The big question for teachers: how much review will their students need at first? Educators often wrangle with the "summer slide," varying degrees of academic regression students face upon returning to school, after taking a three-month break from regular daily instruction.

That's where SHARP Literacy comes in.

The Milwaukee-based organization works with kids year-round to develop and enhance engagement in reading, writing and research. That work continues seamlessly through the summer, with SHARP's Summer Learning Gain Initiative. 

Through partnerships with a handful of local community centers, learning centers and schools, SHARP instructors work with more than 350 Milwaukee kids between June and September through hands-on reading and visual arts curriculum. 

The goal of the eight-week program is to help kids keep up when school’s out of session, particularly for students in some of the city's most at-risk schools. 

"We don't want them to have to play catch up when school starts again," says SHARP president and CEO Lynda Kohler. "We're eliminating that catch-up, where they can continue to learn throughout the year."

Come September, SHARP will also provide instruction in 35 area public, charter and choice schools.

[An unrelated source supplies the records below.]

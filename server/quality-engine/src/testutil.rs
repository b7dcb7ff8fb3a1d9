//! Fixture builders shared by unit tests.

use crate::types::InboundCommit;

pub fn inbound(hash: &str, author: &str, date: &str) -> InboundCommit {
  InboundCommit {
    hash: hash.into(),
    message: "Fix parser\n\nLonger body.".into(),
    author_name: author.into(),
    author_email: format!("{}@example.com", author),
    committer_name: author.into(),
    committer_email: format!("{}@example.com", author),
    author_date: date.into(),
    author_timezone: 0,
    committer_date: date.into(),
    committer_timezone: 0,
    in_main_branch: true,
    merge: false,
    modified_files: vec!["src/lib.rs".into()],
    parents: vec![],
    insertions: 3,
    deletions: 1,
    lines: 4,
  }
}
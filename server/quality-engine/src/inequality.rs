//! Gini-style inequality over per-author commit counts.
//!
//! Polarity is inverted relative to the economic Gini coefficient: 1.0 means
//! every author committed the same amount, and the value falls toward 0 as
//! commits concentrate in fewer hands. Consumers wanting the textbook reading
//! should display `1.0 - gini`.

/// Equality score in [0, 1] for a multiset of commit counts.
///
/// Empty or all-zero input has no defined distribution and returns 0.0.
pub fn gini(counts: &[u64]) -> f64 {
  let total: u64 = counts.iter().sum();
  if counts.is_empty() || total == 0 {
    return 0.0;
  }

  let mut sorted = counts.to_vec();
  sorted.sort_unstable();

  let n = sorted.len() as f64;
  let total = total as f64;
  let mut cumulative = 0u64;
  let mut gap = 0.0;
  for (i, &c) in sorted.iter().enumerate() {
    cumulative += c;
    let population_share = (i + 1) as f64 / n;
    let commit_share = cumulative as f64 / total;
    gap += population_share - commit_share;
  }

  (1.0 - (2.0 / n) * gap).clamp(0.0, 1.0)
}
//! Cross-repository aggregation: ordered concatenation of per-repository
//! records, with skipped repositories kept on the side.

use log::info;

use crate::types::{AnalysisRecord, RepoOutcome, SkipReason};

/// Records for every successfully processed repository, in input order.
#[derive(Debug, Clone, Default, PartialEq)]
pub struct CrossRepositoryTable {
  records: Vec<AnalysisRecord>,
  skipped: Vec<(String, SkipReason)>,
}

impl CrossRepositoryTable {
  pub fn new() -> Self {
    Self::default()
  }

  /// Concatenate outcomes. Skips are logged and never fail the batch.
  pub fn from_outcomes(outcomes: impl IntoIterator<Item = RepoOutcome<AnalysisRecord>>) -> Self {
    let mut table = Self::new();
    for outcome in outcomes {
      table.push(outcome);
    }
    table
  }

  pub fn push(&mut self, outcome: RepoOutcome<AnalysisRecord>) {
    match outcome {
      RepoOutcome::Analyzed(record) => self.records.push(record),
      RepoOutcome::Skipped { repository, reason } => {
        info!("skipping {}: {}", repository, reason);
        self.skipped.push((repository, reason));
      }
    }
  }

  pub fn records(&self) -> &[AnalysisRecord] {
    &self.records
  }

  pub fn skipped(&self) -> &[(String, SkipReason)] {
    &self.skipped
  }

  pub fn len(&self) -> usize {
    self.records.len()
  }

  pub fn is_empty(&self) -> bool {
    self.records.is_empty()
  }

  pub fn into_records(self) -> Vec<AnalysisRecord> {
    self.records
  }
}

impl FromIterator<RepoOutcome<AnalysisRecord>> for CrossRepositoryTable {
  fn from_iter<I: IntoIterator<Item = RepoOutcome<AnalysisRecord>>>(iter: I) -> Self {
    Self::from_outcomes(iter)
  }
}
//! Repository Quality Engine: deterministic, rule-based scoring.
//!
//! Turns closed per-repository commit logs into analysis records (contribution
//! equality, cadence, message hygiene, participation, duration), concatenates
//! them across repositories and reduces each to a weighted Overall Quality
//! Score.
//!
//! No network, no DB; pure computation with file I/O only in `store`.

pub mod aggregate;
pub mod analysis;
pub mod cadence;
pub mod config;
pub mod corpus;
pub mod duration;
pub mod error;
pub mod inequality;
pub mod message;
pub mod normalize;
pub mod participation;
pub mod score;
pub mod store;
pub mod types;

#[cfg(test)]
mod testutil;

pub use aggregate::CrossRepositoryTable;
pub use analysis::analyze;
pub use config::Config;
pub use error::EngineError;
pub use score::{score_table, WeightTable};
pub use types::{AnalysisRecord, InboundCommit, QualityScore, RepoOutcome, SkipReason};
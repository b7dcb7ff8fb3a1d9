//! Contributor participation: share of active authors and committer scale.

use crate::config::BandTable;

/// Percentage (0-100) of authors with at least `min_commits` commits.
///
/// # Panics
///
/// Panics when `counts` is empty; callers must have at least one author.
pub fn percentage_active(counts: &[u64], min_commits: u64) -> f64 {
  assert!(
    !counts.is_empty(),
    "percentage_active requires at least one author"
  );
  let active = counts.iter().filter(|&&c| c >= min_commits).count();
  100.0 * active as f64 / counts.len() as f64
}

/// Discretized score for the number of distinct authors.
pub fn committer_scale(authors: u64, bands: &BandTable) -> f64 {
  bands.evaluate(authors as f64)
}

#[cfg(test)]
mod tests {
  use super::*;
  use crate::config::Bands;

  #[test]
  fn active_share() {
    assert_eq!(percentage_active(&[8, 2], 5), 50.0);
    assert_eq!(percentage_active(&[5, 5, 5], 5), 100.0);
    assert_eq!(percentage_active(&[1, 4], 5), 0.0);
  }

  #[test]
  #[should_panic(expected = "at least one author")]
  fn zero_authors_is_a_programming_error() {
    percentage_active(&[], 5);
  }

  #[test]
  fn committer_bands() {
    let bands = Bands::default().committers;
    assert_eq!(committer_scale(2, &bands), 0.0);
    assert_eq!(committer_scale(9, &bands), 0.0);
    assert_eq!(committer_scale(10, &bands), 0.25);
    assert_eq!(committer_scale(25, &bands), 0.5);
    assert_eq!(committer_scale(49, &bands), 0.5);
    assert_eq!(committer_scale(50, &bands), 0.75);
    assert_eq!(committer_scale(100, &bands), 1.0);
    assert_eq!(committer_scale(5000, &bands), 1.0);
  }
}
//! Corpus-wide summary over every loaded commit table.

use std::collections::HashMap;
use std::path::Path;

use serde::Serialize;

use crate::types::CommitTable;

/// How many extensions the summary ranks.
pub const TOP_EXTENSIONS: usize = 5;

#[derive(Debug, Clone, PartialEq, Serialize)]
pub struct CorpusSummary {
  pub repositories: usize,
  pub total_commits: usize,
  /// Most frequently modified file extensions with their counts.
  pub top_extensions: Vec<(String, usize)>,
}

/// Lowercased extension with whitespace and non-word characters other than
/// `.` removed.
pub fn clean_extension(ext: &str) -> String {
  ext
    .chars()
    .filter(|c| c.is_alphanumeric() || *c == '_' || *c == '.')
    .flat_map(char::to_lowercase)
    .collect()
}

fn extension_of(file: &str) -> Option<String> {
  let ext = Path::new(file).extension()?.to_string_lossy();
  let cleaned = clean_extension(&format!(".{}", ext));
  (!cleaned.is_empty() && cleaned != ".").then_some(cleaned)
}

pub fn summarize<'a>(tables: impl IntoIterator<Item = &'a CommitTable>) -> CorpusSummary {
  let mut repositories = 0;
  let mut total_commits = 0;
  let mut extensions: HashMap<String, usize> = HashMap::new();

  for table in tables {
    repositories += 1;
    total_commits += table.len();
    for commit in &table.commits {
      for file in &commit.modified_files {
        if let Some(ext) = extension_of(file) {
          *extensions.entry(ext).or_insert(0) += 1;
        }
      }
    }
  }

  let mut top_extensions: Vec<(String, usize)> = extensions.into_iter().collect();
  top_extensions.sort_by(|a, b| b.1.cmp(&a.1).then_with(|| a.0.cmp(&b.0)));
  top_extensions.truncate(TOP_EXTENSIONS);

  CorpusSummary {
    repositories,
    total_commits,
    top_extensions,
  }
}

#[cfg(test)]
mod tests {
  use super::*;
  use crate::normalize::normalize_table;
  use crate::testutil::inbound;

  #[test]
  fn cleans_extensions() {
    assert_eq!(clean_extension(".RS"), ".rs");
    assert_eq!(clean_extension(". p y\u{200b}"), ".py");
    assert_eq!(clean_extension(".tar-gz"), ".targz");
  }

  #[test]
  fn files_without_extension_are_ignored() {
    assert_eq!(extension_of("Makefile"), None);
    assert_eq!(extension_of("src/main.rs"), Some(".rs".into()));
    assert_eq!(extension_of("docs/README.MD"), Some(".md".into()));
  }

  #[test]
  fn summarizes_tables() {
    let mut a = inbound("a", "alice", "2024-01-01T00:00:00Z");
    a.modified_files = vec!["lib.rs".into(), "main.rs".into(), "README.md".into()];
    let mut b = inbound("b", "bob", "2024-01-02T00:00:00Z");
    b.modified_files = vec!["Cargo.toml".into(), "x.rs".into()];
    let t1 = normalize_table("one", vec![a]);
    let t2 = normalize_table("two", vec![b]);

    let summary = summarize([&t1, &t2]);
    assert_eq!(summary.repositories, 2);
    assert_eq!(summary.total_commits, 2);
    assert_eq!(summary.top_extensions[0], (".rs".to_string(), 3));
    assert_eq!(summary.top_extensions.len(), 3);
  }

  #[test]
  fn keeps_top_five() {
    let mut c = inbound("a", "alice", "2024-01-01T00:00:00Z");
    c.modified_files = ["a.a", "b.b", "c.c", "d.d", "e.e", "f.f", "a2.a"]
      .iter()
      .map(|s| s.to_string())
      .collect();
    let t = normalize_table("one", vec![c]);
    let summary = summarize([&t]);
    assert_eq!(summary.top_extensions.len(), TOP_EXTENSIONS);
    assert_eq!(summary.top_extensions[0], (".a".to_string(), 2));
  }
}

Kohler anticipates they'll serve about 8,500 kids in K5 though 5th grade, in addition to piloting a K4 program during the upcoming year. 

The program will also expand beyond Milwaukee to Waukesha County during the 2016-17 school year. 

This year also marks SHARP's 20th anniversary. Kohler says plenty of things have changed - school environments, teaching loads, technology - despite stagnant achievement gaps in reading. 

"The good news is we continue to expand and serve more students, and the bad news is that we're still around," she says. "It would be great for us to go out of business if the need wasn't there, but unfortunately the need is there, and it's even greater than it was 20 years ago."